> **RECORDS SHOWN**

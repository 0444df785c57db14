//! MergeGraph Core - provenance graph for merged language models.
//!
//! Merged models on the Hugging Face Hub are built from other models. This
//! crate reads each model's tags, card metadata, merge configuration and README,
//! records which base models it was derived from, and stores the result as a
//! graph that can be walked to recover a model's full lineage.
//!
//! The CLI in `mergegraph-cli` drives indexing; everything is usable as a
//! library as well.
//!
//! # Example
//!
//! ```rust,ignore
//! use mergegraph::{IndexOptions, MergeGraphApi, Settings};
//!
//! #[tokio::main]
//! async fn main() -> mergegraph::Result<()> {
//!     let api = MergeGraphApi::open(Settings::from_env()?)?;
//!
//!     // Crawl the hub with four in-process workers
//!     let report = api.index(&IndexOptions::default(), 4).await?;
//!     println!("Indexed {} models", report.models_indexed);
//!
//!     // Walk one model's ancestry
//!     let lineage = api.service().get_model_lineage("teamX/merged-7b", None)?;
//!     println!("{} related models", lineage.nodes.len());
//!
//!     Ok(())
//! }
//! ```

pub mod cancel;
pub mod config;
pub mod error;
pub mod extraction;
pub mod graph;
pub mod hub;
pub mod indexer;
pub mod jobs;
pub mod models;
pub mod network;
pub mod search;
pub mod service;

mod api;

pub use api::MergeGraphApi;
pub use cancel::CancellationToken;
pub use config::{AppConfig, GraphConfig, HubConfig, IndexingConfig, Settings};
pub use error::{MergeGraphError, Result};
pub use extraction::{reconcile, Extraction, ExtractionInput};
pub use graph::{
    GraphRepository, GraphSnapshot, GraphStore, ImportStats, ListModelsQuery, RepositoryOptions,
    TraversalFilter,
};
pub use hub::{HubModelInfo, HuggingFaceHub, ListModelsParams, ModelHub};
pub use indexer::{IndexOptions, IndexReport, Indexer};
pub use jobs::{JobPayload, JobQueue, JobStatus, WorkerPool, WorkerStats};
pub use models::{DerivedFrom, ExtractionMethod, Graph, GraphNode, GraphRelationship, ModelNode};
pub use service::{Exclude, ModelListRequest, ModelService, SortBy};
--
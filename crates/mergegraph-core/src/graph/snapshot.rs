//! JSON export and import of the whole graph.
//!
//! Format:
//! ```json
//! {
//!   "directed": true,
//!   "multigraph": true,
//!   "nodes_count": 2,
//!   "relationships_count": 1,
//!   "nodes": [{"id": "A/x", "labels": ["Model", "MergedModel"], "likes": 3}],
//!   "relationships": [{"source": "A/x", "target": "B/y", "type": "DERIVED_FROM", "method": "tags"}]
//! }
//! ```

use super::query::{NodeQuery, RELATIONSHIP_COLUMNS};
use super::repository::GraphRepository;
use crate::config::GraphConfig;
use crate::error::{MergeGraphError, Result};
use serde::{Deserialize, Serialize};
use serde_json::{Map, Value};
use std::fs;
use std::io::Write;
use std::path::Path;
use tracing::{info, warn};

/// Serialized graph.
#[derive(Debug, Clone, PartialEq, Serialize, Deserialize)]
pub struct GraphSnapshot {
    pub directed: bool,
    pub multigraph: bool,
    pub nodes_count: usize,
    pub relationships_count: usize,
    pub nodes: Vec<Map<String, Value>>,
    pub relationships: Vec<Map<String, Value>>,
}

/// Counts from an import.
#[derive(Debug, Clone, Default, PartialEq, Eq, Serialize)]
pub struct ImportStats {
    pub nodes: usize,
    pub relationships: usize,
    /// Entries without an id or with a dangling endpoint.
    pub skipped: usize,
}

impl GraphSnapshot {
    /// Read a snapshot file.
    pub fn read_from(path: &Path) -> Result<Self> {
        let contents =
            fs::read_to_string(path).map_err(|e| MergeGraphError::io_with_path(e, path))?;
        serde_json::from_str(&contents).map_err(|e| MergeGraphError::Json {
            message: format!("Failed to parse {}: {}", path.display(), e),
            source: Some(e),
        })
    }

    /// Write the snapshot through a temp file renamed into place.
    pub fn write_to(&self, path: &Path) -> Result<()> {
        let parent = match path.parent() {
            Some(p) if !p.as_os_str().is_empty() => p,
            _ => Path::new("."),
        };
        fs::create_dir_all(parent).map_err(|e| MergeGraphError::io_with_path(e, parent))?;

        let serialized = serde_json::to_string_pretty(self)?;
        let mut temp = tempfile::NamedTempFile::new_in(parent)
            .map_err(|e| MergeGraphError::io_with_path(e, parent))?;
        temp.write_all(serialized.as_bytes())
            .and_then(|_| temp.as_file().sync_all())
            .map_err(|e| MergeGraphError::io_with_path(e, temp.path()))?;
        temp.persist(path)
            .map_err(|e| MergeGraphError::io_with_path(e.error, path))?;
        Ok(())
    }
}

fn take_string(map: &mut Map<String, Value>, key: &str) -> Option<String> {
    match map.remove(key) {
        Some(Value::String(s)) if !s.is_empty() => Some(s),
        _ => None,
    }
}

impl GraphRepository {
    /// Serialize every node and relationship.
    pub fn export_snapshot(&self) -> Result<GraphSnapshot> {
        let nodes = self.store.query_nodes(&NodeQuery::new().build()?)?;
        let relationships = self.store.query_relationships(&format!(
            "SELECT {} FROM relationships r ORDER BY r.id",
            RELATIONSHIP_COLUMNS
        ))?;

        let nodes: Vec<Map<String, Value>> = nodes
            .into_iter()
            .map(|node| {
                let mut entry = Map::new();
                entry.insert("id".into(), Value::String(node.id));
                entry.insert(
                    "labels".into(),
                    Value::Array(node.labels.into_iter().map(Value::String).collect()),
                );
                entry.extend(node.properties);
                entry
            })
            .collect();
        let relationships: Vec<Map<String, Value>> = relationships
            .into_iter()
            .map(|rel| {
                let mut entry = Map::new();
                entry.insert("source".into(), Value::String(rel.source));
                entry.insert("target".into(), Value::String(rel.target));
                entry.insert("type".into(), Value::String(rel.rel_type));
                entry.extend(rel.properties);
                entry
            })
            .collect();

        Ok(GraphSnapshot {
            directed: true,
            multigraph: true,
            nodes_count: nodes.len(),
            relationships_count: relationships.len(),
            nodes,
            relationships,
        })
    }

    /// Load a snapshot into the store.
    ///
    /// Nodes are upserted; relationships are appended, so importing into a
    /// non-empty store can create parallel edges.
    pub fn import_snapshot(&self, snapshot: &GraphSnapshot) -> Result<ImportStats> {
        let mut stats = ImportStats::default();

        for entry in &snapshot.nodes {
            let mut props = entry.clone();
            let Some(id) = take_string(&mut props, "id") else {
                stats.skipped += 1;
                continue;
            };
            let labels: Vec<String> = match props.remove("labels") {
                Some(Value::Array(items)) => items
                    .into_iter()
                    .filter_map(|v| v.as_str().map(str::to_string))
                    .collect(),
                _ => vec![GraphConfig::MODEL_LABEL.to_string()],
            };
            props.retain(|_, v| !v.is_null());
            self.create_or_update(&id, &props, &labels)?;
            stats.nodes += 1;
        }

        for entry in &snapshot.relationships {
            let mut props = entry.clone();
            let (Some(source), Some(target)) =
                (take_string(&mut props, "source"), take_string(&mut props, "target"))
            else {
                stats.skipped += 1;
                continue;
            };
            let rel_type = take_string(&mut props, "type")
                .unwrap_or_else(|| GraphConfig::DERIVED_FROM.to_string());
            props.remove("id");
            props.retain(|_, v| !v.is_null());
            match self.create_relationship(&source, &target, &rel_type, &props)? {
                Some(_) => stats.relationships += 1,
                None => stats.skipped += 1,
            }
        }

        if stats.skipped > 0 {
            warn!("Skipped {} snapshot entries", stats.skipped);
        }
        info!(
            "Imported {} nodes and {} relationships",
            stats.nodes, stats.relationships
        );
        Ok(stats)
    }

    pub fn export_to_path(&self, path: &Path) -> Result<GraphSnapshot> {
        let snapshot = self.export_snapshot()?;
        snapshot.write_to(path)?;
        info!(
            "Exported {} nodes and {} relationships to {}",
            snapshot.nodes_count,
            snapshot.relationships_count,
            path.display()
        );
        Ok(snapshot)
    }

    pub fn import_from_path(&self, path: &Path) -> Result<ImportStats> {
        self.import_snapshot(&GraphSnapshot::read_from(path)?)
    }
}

> **TO DO**
Within the data, tally each line containing the string "collect". Answer with the number by itself.

> **TASK RESULT**
4